Quando conheci Dona Imperatriz já ela era velhíssima, centenária quase. Da loirice menineira pouco sobrara, e à medida que envelhecera, os traços de mulata albina tinham-se acentuado, os lábios grossos, as ancas monumentais. Falava grosso e forte. Até ao fim a sua voz ressoava na casa herdada de seu marido, sonho impossível de seu pai José: átrios de azulejo, escadarias de madeira, tetos de fino estuque, lustres de cristal, ameias de castelo, uma fonte de ninfas nuas na entrada, duas palmeiras monumentais que ela própria plantara.
Nos últimos anos da sua vida
Imperatriz entrevara, acometida de súbito mal que a deixou paralisada. Mesmo
assim governava a casa de cima a baixo, de manhã as criadas e o rancho de netas vinha tirá-la da cama, vesti-la lava-la e perfumá-la como na corte. Punham-na
então no cadeirão da sala ou da cozinha, conforme o tempo ou as precisões, no
meio de almofadas, rendilhadas mantas, botinhas de lã p'ara não esfriar os pés.
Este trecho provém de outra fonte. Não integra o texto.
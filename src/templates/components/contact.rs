use crate::config::SiteConfig;
use maud::{html, Markup};

pub fn contact_footer(config: &SiteConfig) -> Markup {
    html! {
        div class="small" {
            "聯絡：" (config.contact_name) "｜" (config.contact_phone) "｜"
            a href=(config.contact_line) target="_blank" rel="noopener" { "LINE" }
        }
    }
}
// src/geocode/client.rs

use serde::{Deserialize, Serialize};
use std::fmt;
use std::time::Duration;

const USER_AGENT: &str = "listing-site-builder/0.1 (+static site pipeline)";

/// A resolved coordinate pair for an address.
#[derive(Debug, Clone, Copy, PartialEq, Serialize, Deserialize)]
pub struct GeoPoint {
    pub lat: f64,
    pub lng: f64,
}

/// What one external lookup produced. `NotFound` is a definitive answer
/// and is cached as such; transient trouble surfaces as `GeoError`.
#[derive(Debug, Clone, Copy, PartialEq)]
pub enum LookupOutcome {
    Found(GeoPoint),
    NotFound,
}

#[derive(Debug)]
pub enum GeoError {
    Network(String),
    RateLimited(String),
    BadResponse(String),
}

impl GeoError {
    /// Transient errors are worth another attempt; a malformed response
    /// will not get better by retrying.
    pub fn is_transient(&self) -> bool {
        matches!(self, GeoError::Network(_) | GeoError::RateLimited(_))
    }
}

impl fmt::Display for GeoError {
    fn fmt(&self, f: &mut fmt::Formatter<'_>) -> fmt::Result {
        match self {
            GeoError::Network(msg) => write!(f, "Geocode network error: {msg}"),
            GeoError::RateLimited(msg) => write!(f, "Geocode rate limited: {msg}"),
            GeoError::BadResponse(msg) => write!(f, "Geocode bad response: {msg}"),
        }
    }
}

impl std::error::Error for GeoError {}

/// The narrow external interface the pipeline needs. Retry and
/// rate-limit policy live in [`crate::geocode::Geocoder`], not here.
pub trait GeoLookup {
    fn lookup(&self, address: &str) -> Result<LookupOutcome, GeoError>;
}

/// Nominatim-style `search?format=json&q=...` endpoint over the blocking
/// reqwest client.
pub struct HttpGeocoder {
    client: reqwest::blocking::Client,
    endpoint: String,
}

#[derive(Debug, Deserialize)]
struct SearchHit {
    lat: String,
    lon: String,
}

impl HttpGeocoder {
    pub fn new(endpoint: impl Into<String>) -> Result<Self, GeoError> {
        let client = reqwest::blocking::Client::builder()
            .user_agent(USER_AGENT)
            .timeout(Duration::from_secs(30))
            .build()
            .map_err(|e| GeoError::Network(e.to_string()))?;
        Ok(Self {
            client,
            endpoint: endpoint.into(),
        })
    }
}

impl GeoLookup for HttpGeocoder {
    fn lookup(&self, address: &str) -> Result<LookupOutcome, GeoError> {
        let resp = self
            .client
            .get(&self.endpoint)
            .query(&[("format", "json"), ("limit", "1"), ("q", address)])
            .send()
            .map_err(|e| GeoError::Network(e.to_string()))?;

        let status = resp.status();
        if status.as_u16() == 429 {
            return Err(GeoError::RateLimited(format!("HTTP {status}")));
        }
        if status.is_server_error() {
            return Err(GeoError::Network(format!("HTTP {status}")));
        }
        if !status.is_success() {
            return Err(GeoError::BadResponse(format!("HTTP {status}")));
        }

        let hits: Vec<SearchHit> = resp
            .json()
            .map_err(|e| GeoError::BadResponse(e.to_string()))?;

        match hits.first() {
            Some(hit) => {
                let lat = hit
                    .lat
                    .parse::<f64>()
                    .map_err(|e| GeoError::BadResponse(format!("lat: {e}")))?;
                let lng = hit
                    .lon
                    .parse::<f64>()
                    .map_err(|e| GeoError::BadResponse(format!("lon: {e}")))?;
                Ok(LookupOutcome::Found(GeoPoint { lat, lng }))
            }
            None => Ok(LookupOutcome::NotFound),
        }
    }
}
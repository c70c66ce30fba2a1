// src/rows/resolver.rs
//
// Heuristic field resolution. The sheet's column headers are whatever the
// person maintaining it typed this week, so each logical field is looked
// up through an ordered list of candidate fragments instead of a fixed
// label.

use super::RawRow;

/// Resolve one logical field from a row.
///
/// Two passes over the candidate list:
///   (a) exact match: a row key equal to a candidate,
///   (b) fragment match: a row key *containing* a candidate.
/// The first non-empty value wins, in row-column order within a pass.
///
/// When several columns match the same fragment, whichever comes first in
/// the row wins. That is repeatable for a given row but otherwise
/// arbitrary; callers must not read anything more into it.
pub fn resolve<'a>(row: &'a RawRow, candidates: &[&str]) -> Option<&'a str> {
    for candidate in candidates {
        if let Some(value) = row.get(candidate) {
            let value = value.trim();
            if !value.is_empty() {
                return Some(value);
            }
        }
    }
    for (key, value) in row.iter() {
        let value = value.trim();
        if value.is_empty() {
            continue;
        }
        if candidates.iter().any(|c| key.contains(c)) {
            return Some(value);
        }
    }
    None
}

/// Like [`resolve`], with a caller-supplied fallback for "no such column".
pub fn resolve_or<'a>(row: &'a RawRow, candidates: &[&str], fallback: &'a str) -> &'a str {
    resolve(row, candidates).unwrap_or(fallback)
}

/// Pull a whole number out of locale-formatted price/size text:
/// `"1,200萬"` becomes 1200. Thousands separators and unit suffixes are
/// stripped, then the first digit run is parsed. No digits means `None`;
/// missing data must not turn into a real zero.
pub fn numeric(text: &str) -> Option<u64> {
    let mut digits = String::new();
    let mut seen_digit = false;
    for ch in text.chars() {
        // Fold full-width digits so sheet formatting quirks don't matter.
        let ch = match ch {
            '０'..='９' => char::from_u32('0' as u32 + (ch as u32 - '０' as u32))?,
            _ => ch,
        };
        if ch.is_ascii_digit() {
            digits.push(ch);
            seen_digit = true;
        } else if seen_digit {
            match ch {
                ',' | '，' => continue,
                _ => break,
            }
        } else if ch == ',' || ch == '，' {
            continue;
        }
    }
    if digits.is_empty() {
        return None;
    }
    digits.parse().ok()
}

/// Interpret a status/featured style flag column. Unrecognized text maps
/// to `None` so the caller picks the default.
pub fn flag(text: &str) -> Option<bool> {
    let t = text.trim().to_ascii_uppercase();
    match t.as_str() {
        "ON" | "Y" | "YES" | "TRUE" | "1" | "V" | "是" | "上架" => Some(true),
        "OFF" | "N" | "NO" | "FALSE" | "0" | "否" | "下架" => Some(false),
        _ => None,
    }
}
use crate::config::SiteConfig;
use crate::geocode::{Geocoder, HttpGeocoder, JsonFileStore};
use crate::rows::{CsvFileSource, CsvHttpSource, RowSource};

mod config;
mod domain;
mod errors;
mod geocode;
mod pipeline;
mod rows;
mod site;
mod templates;

#[cfg(test)]
mod tests;

fn main() {
    let config = SiteConfig::from_env();

    let source: Box<dyn RowSource> = if config.sheet_url.starts_with("http") {
        match CsvHttpSource::new(&config.sheet_url) {
            Ok(source) => Box::new(source),
            Err(e) => {
                eprintln!("❌ Row source init failed: {e}");
                std::process::exit(1);
            }
        }
    } else {
        Box::new(CsvFileSource::new(&config.sheet_url))
    };

    let store = JsonFileStore::load(&config.cache_file);
    eprintln!("🗂️ Geocode cache loaded ({} entries)", store.len());

    let lookup = match HttpGeocoder::new(&config.geocode_endpoint) {
        Ok(lookup) => lookup,
        Err(e) => {
            eprintln!("❌ Geocoder init failed: {e}");
            std::process::exit(1);
        }
    };
    let mut geocoder = Geocoder::new(Box::new(store), Box::new(lookup));

    match pipeline::run_build(&config, source.as_ref(), &mut geocoder) {
        Ok(summary) => {
            println!(
                "Build complete: {} rows, {} active listings, {} pages, {} geocode calls.",
                summary.rows, summary.active_listings, summary.pages_written, summary.geocode_calls
            );
        }
        Err(e) => {
            // The reconciler never ran on a partial build, so whatever
            // was published before is still intact.
            eprintln!("❌ Build failed: {e}");
            std::process::exit(1);
        }
    }
}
E
assim, mais aperaltada, mais perfumada e mais mimada que qualquer Imperatriz, passava
o dia a conversar e a mandaricar. Arranjou uns óculos para poder ler e
lia tudo e de tudo, o mais que podia, sobretudo à tarde, enquanto a luz
era boa. Contou-me que aprendeu a ler e a escrever aos trinta e cinco anos, quando
enviuvou e se cansou de ser roubada à descarada por feitores, rendeiros e
negociantes de gado. Contas ela sabia, mas botar coisa no papel, ler entrelinhas
e contratos, escrever cartas, isso sempre tivera que pedir a outros. Não fez
por menos – contratou o professor da escola primária lá da aldeia que lha dava
aulas durante a semana, no salão grande, de porta aberta, p´ra evitar mexericos
coscuvilheiros. Consta que Imperatriz, ela própria, terá ensinado ao professor novos
fonemas e simplificações caligráficas, mas isso são as más-línguas. Assim que
se apanhou letrada, em mais que uma arte, despediu o professor, deu uso
completo à biblioteca empoeirada do marido, passou a mandar vir jornais da
cidade, assinava revistas. Comprou cadernos e cadernos de linhas horizontais onde
treinava afananosa escrita. Arranjou uma belíssima assinatura personalizada, em
que o i maiúsculo inicial de Imperatriz revoluteava com um caracol por cima. E
desatou a escrever cartas a toda a gente por motivos fúteis, postais de
aniversários, felicitações de casamentos e baptizados, pêsames dos mortos. Não
tinha mais ninguém a quem escrever.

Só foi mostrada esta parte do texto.